Tory MPS face moment of truth

Vote will put on record the names of politician­s who place party loyalty above honesty and the law

-

Boris Johnson’s strategy to handle the Partygate affair was to play a long game, with the Prime Minister repeatedly urging people to wait for civil servant Sue Gray’s report and then outcome of the police’s investigat­ions.

Despite the ridicule this attracted – why did Johnson need an inquiry to tell him whether or not he had been at a party? – it allowed anger to fade and events to intervene, softening attitudes to a scandal in plain sight.

However, there are now signs that Labour too is playing a long game, and one that should worry Conservati­ve MPS.

Labour know the Commons vote tomorrow on whether to refer Johnson to the cross-party Privileges Committee for an investigat­ion into whether he knowingly misled Parliament is unlikely to pass.

However, on the off-chance it did, the affair would remain in the public eye.

And a cross-party report which would struggle to avoid what is already a fairly obvious conclusion – that Johnson broke lockdown laws, then lied about it – might make his resignatio­n inevitable.

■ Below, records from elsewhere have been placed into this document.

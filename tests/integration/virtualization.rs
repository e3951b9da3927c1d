// =====
// TESTS: 8
// =====
//
// Freeze/thaw behaviour of the visibility classifier, driven through the
// booster the way the event loop drives it.

use pretty_assertions::assert_eq;
use std::time::Instant;
use transcript_booster::dom::InlineStyle;
use transcript_booster::style::FROZEN_CLASS;

use crate::helpers::{blocks, booster, container, cycle, transcript_page};

fn frozen_indices(doc: &transcript_booster::dom::Document) -> Vec<usize> {
    blocks(doc)
        .iter()
        .enumerate()
        .filter(|(_, b)| doc.has_class(**b, FROZEN_CLASS))
        .map(|(i, _)| i)
        .collect()
}

// --- Scenario A: long transcript ---

#[test]
fn hundred_blocks_freeze_outside_margin_and_follow_scroll() {
    let mut doc = transcript_page(100, 800.0);
    let mut booster = booster();
    cycle(&mut booster, &mut doc, Instant::now());

    let status = booster.status(&doc);
    assert_eq!(status.total, 100);
    assert_eq!(status.frozen, 98);
    assert_eq!(frozen_indices(&doc), (2..100).collect::<Vec<_>>());

    let scroller = container(&doc);
    doc.set_scroll_top(scroller, f64::MAX);
    cycle(&mut booster, &mut doc, Instant::now());

    let status = booster.status(&doc);
    assert_eq!(status.total, 100);
    assert_eq!(status.frozen, 98);
    assert_eq!(frozen_indices(&doc), (0..98).collect::<Vec<_>>());
}

#[test]
fn freezing_does_not_change_scroll_height() {
    let mut doc = transcript_page(30, 800.0);
    let scroller = container(&doc);
    let before = doc.scroll_height(scroller);
    let mut booster = booster();
    cycle(&mut booster, &mut doc, Instant::now());
    assert!(booster.status(&doc).frozen > 0);
    assert_eq!(doc.scroll_height(scroller), before);
}

// --- Freeze floor ---

#[test]
fn short_offscreen_block_is_never_frozen() {
    let mut doc = transcript_page(1, 5_000.0);
    let scroller = container(&doc);
    let short = doc.create_element("ms-chat-turn");
    doc.set_intrinsic_height(short, 30.0);
    doc.append_child(scroller, short);

    let mut booster = booster();
    for _ in 0..5 {
        cycle(&mut booster, &mut doc, Instant::now());
    }
    assert!(!doc.has_class(short, FROZEN_CLASS));
    assert_eq!(booster.status(&doc).total, 2);
}

#[test]
fn block_exactly_at_floor_is_not_frozen() {
    let mut doc = transcript_page(1, 5_000.0);
    let scroller = container(&doc);
    let edge = doc.create_element("ms-chat-turn");
    doc.set_intrinsic_height(edge, 50.0);
    doc.append_child(scroller, edge);

    let mut booster = booster();
    cycle(&mut booster, &mut doc, Instant::now());
    assert!(!doc.has_class(edge, FROZEN_CLASS));
}

// --- Geometry preservation ---

#[test]
fn frozen_placeholder_matches_measured_box_and_thaw_clears_it() {
    let mut doc = transcript_page(6, 700.0);
    let target = blocks(&doc)[5];
    let measured = doc.bounding_rect(target);
    let mut booster = booster();
    cycle(&mut booster, &mut doc, Instant::now());

    assert_eq!(
        doc.style(target).cloned(),
        Some(InlineStyle {
            height: Some(measured.height),
            contain_intrinsic_size: Some((measured.width, measured.height)),
        })
    );

    doc.set_scroll_top(container(&doc), f64::MAX);
    cycle(&mut booster, &mut doc, Instant::now());
    assert!(!doc.has_class(target, FROZEN_CLASS));
    assert_eq!(doc.style(target).cloned(), Some(InlineStyle::default()));
}

#[test]
fn stripped_block_regains_natural_height_when_scrolled_back() {
    let mut doc = transcript_page(6, 800.0);
    let target = blocks(&doc)[5];
    let mut booster = booster();
    cycle(&mut booster, &mut doc, Instant::now());
    assert!(doc.has_class(target, FROZEN_CLASS));

    doc.remove_class(target, FROZEN_CLASS);
    doc.set_intrinsic_height(target, 1500.0);
    assert_eq!(doc.client_height(target), 800.0);

    doc.set_scroll_top(container(&doc), f64::MAX);
    cycle(&mut booster, &mut doc, Instant::now());
    assert_eq!(doc.style(target).cloned(), Some(InlineStyle::default()));
    assert_eq!(doc.client_height(target), 1500.0);
}

// --- Counter bounds ---

#[test]
fn frozen_count_recomputed_when_page_strips_class() {
    let mut doc = transcript_page(10, 800.0);
    let mut booster = booster();
    cycle(&mut booster, &mut doc, Instant::now());
    assert_eq!(booster.status(&doc).frozen, 8);

    for block in blocks(&doc).into_iter().skip(5) {
        doc.remove_class(block, FROZEN_CLASS);
    }
    assert_eq!(booster.status(&doc).frozen, 3);
}

#[test]
fn frozen_count_never_exceeds_tracked_total() {
    let mut doc = transcript_page(3, 100.0);
    let mut booster = booster();
    cycle(&mut booster, &mut doc, Instant::now());
    for _ in 0..10 {
        let stray = doc.create_element("section");
        doc.add_class(stray, FROZEN_CLASS);
        doc.append_child(doc.body(), stray);
    }
    let status = booster.status(&doc);
    assert_eq!(status.total, 3);
    assert_eq!(status.frozen, 3);
}
// Transcript Booster - Viewport-driven virtualization for long chat transcripts
// Copyright (C) 2025  Simon Peter Rothgang
//
// This program is free software: you can redistribute it and/or modify
// it under the terms of the GNU Affero General Public License as
// published by the Free Software Foundation, either version 3 of the
// License, or (at your option) any later version.
//
// This program is distributed in the hope that it will be useful,
// but WITHOUT ANY WARRANTY; without even the implied warranty of
// MERCHANTABILITY or FITNESS FOR A PARTICULAR PURPOSE.  See the
// GNU Affero General Public License for more details.
//
// You should have received a copy of the GNU Affero General Public License
// along with this program.  If not, see <https://www.gnu.org/licenses/>.

//! Booster configuration: defaults, JSON file loading, CLI overrides.

use crate::Cli;
use crate::dom::{Selector, SelectorError};
use serde::{Deserialize, Serialize};
use std::path::{Path, PathBuf};
use std::time::Duration;

const CONFIG_DIR_NAME: &str = "transcript-booster";
const CONFIG_FILE: &str = "config.json";

pub const DEFAULT_VIEWPORT_MARGIN: f64 = 600.0;
pub const DEFAULT_COLLAPSE_MARGIN: f64 = 2500.0;
pub const DEFAULT_MIN_ITEM_HEIGHT: f64 = 50.0;
pub const DEFAULT_FOLD_HEIGHT_THRESHOLD: f64 = 400.0;
pub const DEFAULT_COLLAPSE_DELAY_MS: u64 = 2000;
pub const DEFAULT_SCAN_INTERVAL_MS: u64 = 2000;
pub const DEFAULT_INITIAL_DELAY_MS: u64 = 2000;

#[derive(Debug, Clone, PartialEq, Eq, thiserror::Error)]
pub enum ConfigError {
    #[error("`{field}` must be a finite, non-negative number of pixels")]
    InvalidPixels { field: &'static str },
    #[error("`{field}` must be greater than zero")]
    ZeroInterval { field: &'static str },
    #[error("`{field}` is not a usable selector: {source}")]
    Selector {
        field: &'static str,
        #[source]
        source: SelectorError,
    },
    #[error("failed to read config {path}: {message}")]
    Read { path: PathBuf, message: String },
}

#[derive(Debug, Clone, PartialEq, Serialize, Deserialize)]
#[serde(rename_all = "camelCase", default)]
pub struct BoosterConfig {
    /// Freeze/thaw buffer above and below the viewport.
    pub viewport_margin: f64,
    /// Auto-collapse buffer above and below the viewport.
    pub collapse_margin: f64,
    /// Blocks at or below this height are never frozen.
    pub min_item_height: f64,
    /// Sections at or below this height are never auto-collapsed.
    pub fold_height_threshold: f64,
    #[serde(rename = "collapseDelay")]
    pub collapse_delay_ms: u64,
    #[serde(rename = "scanInterval")]
    pub scan_interval_ms: u64,
    #[serde(rename = "initialDelay")]
    pub initial_delay_ms: u64,
    pub auto_collapse_enabled: bool,
    pub container_selector: String,
    pub block_selector: String,
    pub header_selector: String,
    pub capture_url_marker: String,
}

impl Default for BoosterConfig {
    fn default() -> Self {
        Self {
            viewport_margin: DEFAULT_VIEWPORT_MARGIN,
            collapse_margin: DEFAULT_COLLAPSE_MARGIN,
            min_item_height: DEFAULT_MIN_ITEM_HEIGHT,
            fold_height_threshold: DEFAULT_FOLD_HEIGHT_THRESHOLD,
            collapse_delay_ms: DEFAULT_COLLAPSE_DELAY_MS,
            scan_interval_ms: DEFAULT_SCAN_INTERVAL_MS,
            initial_delay_ms: DEFAULT_INITIAL_DELAY_MS,
            auto_collapse_enabled: true,
            container_selector: ".layout-main".to_owned(),
            block_selector: "ms-chat-turn, .chat-turn-container".to_owned(),
            header_selector: "ms-code-block mat-expansion-panel-header".to_owned(),
            capture_url_marker: "ResolveDriveResource".to_owned(),
        }
    }
}

/// Parsed selector set, built once from a validated config.
#[derive(Debug, Clone)]
pub struct Selectors {
    pub container: Selector,
    pub blocks: Selector,
    pub headers: Selector,
}

impl BoosterConfig {
    #[must_use]
    pub fn collapse_delay(&self) -> Duration {
        Duration::from_millis(self.collapse_delay_ms)
    }

    #[must_use]
    pub fn scan_interval(&self) -> Duration {
        Duration::from_millis(self.scan_interval_ms)
    }

    #[must_use]
    pub fn initial_delay(&self) -> Duration {
        Duration::from_millis(self.initial_delay_ms)
    }

    pub fn validate(&self) -> Result<Selectors, ConfigError> {
        for (field, value) in [
            ("viewportMargin", self.viewport_margin),
            ("collapseMargin", self.collapse_margin),
            ("minItemHeight", self.min_item_height),
            ("foldHeightThreshold", self.fold_height_threshold),
        ] {
            if !value.is_finite() || value < 0.0 {
                return Err(ConfigError::InvalidPixels { field });
            }
        }
        if self.scan_interval_ms == 0 {
            return Err(ConfigError::ZeroInterval { field: "scanInterval" });
        }
        if self.auto_collapse_enabled && self.collapse_delay_ms == 0 {
            return Err(ConfigError::ZeroInterval { field: "collapseDelay" });
        }
        let parse = |field: &'static str, source: &str| {
            Selector::parse(source).map_err(|source| ConfigError::Selector { field, source })
        };
        Ok(Selectors {
            container: parse("containerSelector", &self.container_selector)?,
            blocks: parse("blockSelector", &self.block_selector)?,
            headers: parse("headerSelector", &self.header_selector)?,
        })
    }

    /// Load from `explicit`, else from the user config dir when the file
    /// exists, else defaults. CLI overrides are applied on top.
    pub fn load(explicit: Option<&Path>, cli: &Cli) -> Result<Self, ConfigError> {
        let path = explicit.map(Path::to_path_buf).or_else(|| {
            default_config_path().filter(|p| p.exists())
        });
        let mut config = match path {
            Some(path) => Self::read(&path)?,
            None => Self::default(),
        };
        config.apply_cli(cli);
        config.validate()?;
        Ok(config)
    }

    pub fn read(path: &Path) -> Result<Self, ConfigError> {
        let read_error =
            |message: String| ConfigError::Read { path: path.to_path_buf(), message };
        let content = std::fs::read_to_string(path).map_err(|e| read_error(e.to_string()))?;
        serde_json::from_str(&content).map_err(|e| read_error(e.to_string()))
    }

    fn apply_cli(&mut self, cli: &Cli) {
        if let Some(margin) = cli.viewport_margin {
            self.viewport_margin = margin;
        }
        if let Some(interval) = cli.scan_interval {
            self.scan_interval_ms = interval;
        }
        if cli.no_auto_collapse {
            self.auto_collapse_enabled = false;
        }
    }
}

fn default_config_path() -> Option<PathBuf> {
    dirs::config_dir().map(|dir| dir.join(CONFIG_DIR_NAME).join(CONFIG_FILE))
}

But, if the vote fails, it will still have forced MPS in the so-called ‘party of law and order’, who may have hoped to avoid giving their seal of approval to a law-breaking Prime Minister, to make a public judgement that Johnson’s actions were acceptable and there was ‘nothing to see here’.

In the deeply partisan atmosphere of Westminste­r, tomorrow’s vote may seem like a fairly straightfo­rward one in which ‘a good Conservati­ve’ has little option but to back their leader to the hilt. That would be a grave error.

It is, instead, a moment of truth and a test of character that will put on record the names of politician­s who place party loyalty above honesty and respect for the law.

The Conservati­ve Party dates back to Robert Peel’s government of 1834 and it is its principles, not personalit­ies, that have ensured its longevity. Johnson’s charms and Brexiteer credential­s may make him popular in the minds of some for now, but they are ephemeral and his obvious flaws are pulling down others around him.

Tory MPS have a big decision to make in the Commons tomorrow and one that may well come back to haunt them.